Taishō lo guardò con delusione e sbuffò.
<< Vedo che sei ancora infantile come sempre. >> Disse chiudendo gli occhi, e quindi chiamò un domestico per medicare la ferita di Yoshiki. << Non capisco cosa ci guadagni a farti del male in questo modo… Se è la mia apprensione che cerchi, mi sottovaluti. >>
<< Non potrei mai desiderare l'apprensione di una persona tanto ottusa. >> Rispose Yoshiki ritirando la mano con ancora i pezzi di vetro conficcati nella carne. Un domestico arrivò svelto con un panno, delle bende e un flacone di disinfettante e lui gli porse la mano senza resistere per farsela medicare.
<< Lo sai che questo tuo comportamento non fa altro che peggiorare la tua situazione? In questo stesso momento i miei avvocati stanno studiando la causa contro l'I.P.U. per riportarti a casa e questi scatti d'ira non fanno che dimostrare la tua incapacità nel prendere decisioni come quella a cui ti sei voluto testardamente sottoporre. >>
Taishō Ojizaki gongolava ad osservare il figlio che veniva curato, sicuro di avere la situazione sotto controllo e che presto quella storia sarebbe stata solo un brutto ricordo. Forse stava bluffando, o magari era sicuro di sé fino al punto da credere di potersi mettere contro l'I.P.U.
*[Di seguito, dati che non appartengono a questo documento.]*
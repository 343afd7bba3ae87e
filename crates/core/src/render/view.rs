use crate::chart::surface::ChartScene;
use crate::domain::chart::IndicatorKind;
use crate::domain::market::{FlowDirection, Impact, MacroCategory};
use crate::render::tone::{ChangeTone, MarketSentiment, RiskGrade, ScoreTier, Severity};
use serde::Serialize;

/// Everything a render target can be asked to show. Values are already formatted.
#[derive(Debug, Clone, PartialEq, Serialize)]
#[serde(tag = "kind", rename_all = "snake_case")]
pub enum SectionView {
    Placeholder { message: String },
    InlineError { message: String },
    Indices { cards: Vec<IndexCard> },
    Picks { rows: Vec<PickRow> },
    EtfFlows(EtfFlowsView),
    HistoryDates { dates: Vec<String> },
    Macro(MacroView),
    SectorHeatmap { tiles: Vec<SectorTile> },
    OptionsFlow { rows: Vec<OptionsRow> },
    Risk(RiskView),
    Calendar { groups: Vec<CalendarGroup> },
    AiSummary(SummaryView),
    IndicatorReadout { readings: Vec<IndicatorReading> },
    Chart(ChartScene),
    Preferences { language: String, ai_model: String },
    LastUpdated { time: String },
    Notifications { items: Vec<NotificationItem> },
}

impl SectionView {
    pub fn placeholder(message: impl Into<String>) -> Self {
        SectionView::Placeholder {
            message: message.into(),
        }
    }
}

#[derive(Debug, Clone, PartialEq, Serialize)]
pub struct IndexCard {
    pub name: String,
    pub price: String,
    pub change: String,
    pub tone: ChangeTone,
}

#[derive(Debug, Clone, PartialEq, Serialize)]
pub struct PickRow {
    /// Row identity.
    pub ticker: String,
    pub rank: usize,
    pub name: String,
    pub score: String,
    pub tier: ScoreTier,
    pub price: String,
    pub change: String,
    pub change_tone: ChangeTone,
    pub sector: String,
    #[serde(skip_serializing_if = "Option::is_none")]
    pub day_change: Option<String>,
}

#[derive(Debug, Clone, PartialEq, Serialize)]
pub struct EtfFlowsView {
    pub sentiment_score: String,
    pub sentiment: MarketSentiment,
    pub inflows: Vec<FlowRow>,
    pub outflows: Vec<FlowRow>,
    pub ai_analysis: Option<String>,
}

#[derive(Debug, Clone, PartialEq, Serialize)]
pub struct FlowRow {
    pub ticker: String,
    pub name: String,
    pub flow_score: String,
    pub direction: FlowDirection,
}

#[derive(Debug, Clone, PartialEq, Serialize)]
pub struct MacroView {
    pub cards: Vec<MacroCard>,
    pub ai_analysis: Option<String>,
}

#[derive(Debug, Clone, PartialEq, Serialize)]
pub struct MacroCard {
    pub key: String,
    pub name: String,
    pub value: String,
    pub change: String,
    pub tone: ChangeTone,
    pub category: MacroCategory,
}

#[derive(Debug, Clone, PartialEq, Serialize)]
pub struct SectorTile {
    pub ticker: String,
    pub name: String,
    pub change: String,
    pub tone: ChangeTone,
}

#[derive(Debug, Clone, PartialEq, Serialize)]
pub struct OptionsRow {
    pub ticker: String,
    pub expiration: String,
    pub pc_ratio: String,
    pub call_volume: String,
    pub put_volume: String,
    pub unusual: String,
    pub sentiment: String,
    pub tone: ChangeTone,
}

#[derive(Debug, Clone, PartialEq, Serialize)]
pub struct MetricCell {
    pub value: String,
    pub grade: Option<RiskGrade>,
}

#[derive(Debug, Clone, PartialEq, Serialize)]
pub struct RiskView {
    pub volatility: MetricCell,
    pub beta: MetricCell,
    pub diversification: MetricCell,
    pub risk_level: String,
    pub top_volatilities: Vec<VolatilityRow>,
}

#[derive(Debug, Clone, PartialEq, Serialize)]
pub struct VolatilityRow {
    pub ticker: String,
    pub volatility: String,
}

#[derive(Debug, Clone, PartialEq, Serialize)]
pub struct CalendarGroup {
    pub date: String,
    pub events: Vec<CalendarRow>,
}

#[derive(Debug, Clone, PartialEq, Serialize)]
pub struct CalendarRow {
    pub name: String,
    pub impact: Impact,
    pub severity: Severity,
    pub description: String,
}

#[derive(Debug, Clone, PartialEq, Serialize)]
pub struct SummaryView {
    pub ticker: String,
    pub summary: String,
    pub updated: Option<String>,
}

#[derive(Debug, Clone, PartialEq, Serialize)]
pub struct IndicatorReading {
    pub kind: IndicatorKind,
    pub value: String,
    pub detail: String,
}

#[derive(Debug, Clone, PartialEq, Serialize)]
pub struct NotificationItem {
    pub id: u64,
    pub severity: String,
    pub message: String,
}
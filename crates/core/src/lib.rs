pub mod api;
pub mod app;
pub mod chart;
pub mod domain;
pub mod render;
pub mod storage;

#[cfg(test)]
pub(crate) mod testing;

pub mod config {
    use anyhow::Context;
    use std::path::PathBuf;
    use std::time::Duration;

    const DEFAULT_API_BASE_URL: &str = "http://localhost:3000";
    const DEFAULT_API_TIMEOUT_SECS: u64 = 30;
    const DEFAULT_PREFERENCES_PATH: &str = ".usalpha/preferences.json";
    const DEFAULT_RENDER_OUT_DIR: &str = "render";

    #[derive(Debug, Clone)]
    pub struct Settings {
        pub api_base_url: String,
        pub api_timeout: Duration,
        pub preferences_path: PathBuf,
        pub render_out_dir: PathBuf,
        pub sentry_dsn: Option<String>,
    }

    impl Settings {
        pub fn from_env() -> anyhow::Result<Self> {
            let api_timeout_secs = match std::env::var("API_TIMEOUT_SECS") {
                Ok(s) => s
                    .trim()
                    .parse::<u64>()
                    .with_context(|| format!("API_TIMEOUT_SECS is not a number: {s}"))?,
                Err(_) => DEFAULT_API_TIMEOUT_SECS,
            };
            anyhow::ensure!(api_timeout_secs >= 1, "API_TIMEOUT_SECS must be >= 1");

            Ok(Self {
                api_base_url: non_empty_var("API_BASE_URL")
                    .unwrap_or_else(|| DEFAULT_API_BASE_URL.to_string()),
                api_timeout: Duration::from_secs(api_timeout_secs),
                preferences_path: non_empty_var("PREFERENCES_PATH")
                    .map(PathBuf::from)
                    .unwrap_or_else(|| PathBuf::from(DEFAULT_PREFERENCES_PATH)),
                render_out_dir: non_empty_var("RENDER_OUT_DIR")
                    .map(PathBuf::from)
                    .unwrap_or_else(|| PathBuf::from(DEFAULT_RENDER_OUT_DIR)),
                sentry_dsn: non_empty_var("SENTRY_DSN"),
            })
        }
    }

    impl Default for Settings {
        fn default() -> Self {
            Self {
                api_base_url: DEFAULT_API_BASE_URL.to_string(),
                api_timeout: Duration::from_secs(DEFAULT_API_TIMEOUT_SECS),
                preferences_path: PathBuf::from(DEFAULT_PREFERENCES_PATH),
                render_out_dir: PathBuf::from(DEFAULT_RENDER_OUT_DIR),
                sentry_dsn: None,
            }
        }
    }

    fn non_empty_var(key: &str) -> Option<String> {
        std::env::var(key)
            .ok()
            .map(|s| s.trim().to_string())
            .filter(|s| !s.is_empty())
    }
}
use crate::api::error::{ApiError, ApiErrorKind};
use serde_json::Value;
use std::borrow::Cow;

/// Rewrites bare `NaN`, `Infinity` and `-Infinity` tokens to `null`.
///
/// The pipeline serializes pandas frames straight to JSON, which leaks these tokens into
/// bodies that strict parsers reject. String contents are left alone.
pub fn sanitize_non_finite(text: &str) -> Cow<'_, str> {
    const TOKENS: [&str; 3] = ["-Infinity", "Infinity", "NaN"];

    if !TOKENS.iter().any(|t| text.contains(t)) {
        return Cow::Borrowed(text);
    }

    let bytes = text.as_bytes();
    let mut out = String::with_capacity(text.len());
    let mut in_string = false;
    let mut escaped = false;
    let mut i = 0;
    let mut copied_from = 0;

    while i < bytes.len() {
        let b = bytes[i];
        if in_string {
            if escaped {
                escaped = false;
            } else if b == b'\\' {
                escaped = true;
            } else if b == b'"' {
                in_string = false;
            }
            i += 1;
            continue;
        }

        if b == b'"' {
            in_string = true;
            i += 1;
            continue;
        }

        if let Some(token) = TOKENS.iter().find(|t| bytes[i..].starts_with(t.as_bytes())) {
            let end = i + token.len();
            let boundary_before = i == 0 || !bytes[i - 1].is_ascii_alphanumeric();
            let boundary_after = end == bytes.len() || !bytes[end].is_ascii_alphanumeric();
            if boundary_before && boundary_after {
                out.push_str(&text[copied_from..i]);
                out.push_str("null");
                i = end;
                copied_from = end;
                continue;
            }
        }
        i += 1;
    }

    out.push_str(&text[copied_from..]);
    Cow::Owned(out)
}

pub fn parse_body(endpoint: &str, text: &str) -> anyhow::Result<Value> {
    let cleaned = sanitize_non_finite(text);
    serde_json::from_str::<Value>(&cleaned).map_err(|e| {
        ApiError::new(
            endpoint,
            ApiErrorKind::Decode,
            format!("response is not valid JSON ({e}): {}", truncate(text, 200)),
        )
        .into()
    })
}

/// The `{"error": "..."}` message of a failed response, or the raw text when absent.
pub fn error_message(text: &str) -> String {
    serde_json::from_str::<Value>(&sanitize_non_finite(text))
        .ok()
        .and_then(|v| v.get("error").and_then(Value::as_str).map(str::to_string))
        .unwrap_or_else(|| truncate(text, 200).to_string())
}

/// A 200 response can still carry `{"error": "..."}` when the pipeline had nothing to serve.
pub fn error_message_field(payload: &Value) -> Option<String> {
    payload
        .get("error")
        .and_then(Value::as_str)
        .map(str::trim)
        .filter(|s| !s.is_empty())
        .map(str::to_string)
}

fn truncate(text: &str, max_chars: usize) -> &str {
    match text.char_indices().nth(max_chars) {
        Some((idx, _)) => &text[..idx],
        None => text,
    }
}

#[cfg(test)]
mod tests {
    use super::*;
    use serde_json::json;

    #[test]
    fn leaves_clean_bodies_borrowed() {
        let body = r#"{"a": 1.5, "b": "text"}"#;
        assert!(matches!(sanitize_non_finite(body), Cow::Borrowed(_)));
    }

    #[test]
    fn replaces_bare_tokens_outside_strings() {
        let body = r#"{"a": NaN, "b": [Infinity, -Infinity], "c": "NaN stays", "d": "say \"NaN\""}"#;
        let v: Value = serde_json::from_str(&sanitize_non_finite(body)).unwrap();
        assert_eq!(
            v,
            json!({"a": null, "b": [null, null], "c": "NaN stays", "d": "say \"NaN\""})
        );
    }

    #[test]
    fn parse_body_reports_decode_errors() {
        let err = parse_body("/api/us/calendar", "<html>oops</html>").unwrap_err();
        assert_eq!(ApiError::kind_of(&err), ApiErrorKind::Decode);
    }

    #[test]
    fn error_message_prefers_structured_error() {
        assert_eq!(error_message(r#"{"error": "No data available"}"#), "No data available");
        assert_eq!(error_message("Bad Gateway"), "Bad Gateway");
    }
}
<< Non tornerò mai a casa! >> Lo sfidò Yoshiki ritirando il braccio dopo che il domestico gli ebbe legato una fasciatura attorno al palmo.
Taishō distolse lo sguardo, disgustato dall'impertinenza del figlio.
<< La tua fissazione di salvare il mondo ti ha rincitrullito. >> Disse. << Quando ti accorgerai dell'idiozia che hai fatto, tornerai strisciando da me. >>
Insultato, ma questa volta calmo, Yoshiki si alzò dalla propria sedia e cominciò ad uscire dalla sala. Disse che si era stufato di perdere tempo a quel modo, ma fu una fortuna che avesse udito la porta all'ingresso aprirsi, perché altrimenti avrebbe dovuto aspettare ancora di più lì con suo padre e la sua serenità ne avrebbe pesantemente risentito.
<< Io ti voglio solo proteggere, Yoshiki. >> Gli urlò dietro l'uomo, mentre il ragazzo accoglieva il maggiordomo che suo padre aveva mandato fuori. << Il mondo è pericoloso e tu non sei pronto ad affrontarlo! >>
<< Bentornato, signorino! >> Disse con tono pacato l'uomo alla porta, leggermente sorpreso di vedere Yoshiki. << Suo padre mi aveva mandato a fare compere per lei, sarei tornato prima se avessi saputo… >>
<< Sono stato io che non mi sono fatto annunciare, Mako. >> Disse cordialmente il ragazzo, felice di rivedere il signore di mezz'età che era stato fedele alla sua famiglia per tanti anni. << E sono solo di passaggio, capiti proprio al momento giusto! >>
Mako annuì comprensivo e gli porse un pacchetto. << Allora immagino che sia qui per queste. >>
Yoshiki intascò la scatola e fece finta di niente. << Mio padre non ti sta trattando male, vero? >>
<< Oh signorino, se avessi qualcosa di cui lamentarmi sarebbero solo le mie vecchie ossa. >> Rispose Mako con un sorriso bonario. Era incredibilmente magro, però sembrava che il suo fisico reggesse ancora in qualche strano modo. << Piuttosto, la trovo in forma! Sta mangiando come si deve nella sua nuova casa, sì? >>
<< Anche troppo. >>
Yoshiki ricordò per un momento la festa organizzata dai suoi compagni di squadra in onore dei fratelli Osagawa e pensò a quello che avrebbe avuto da dire suo padre riguardo a quella faccenda, ma preferì sorvolare.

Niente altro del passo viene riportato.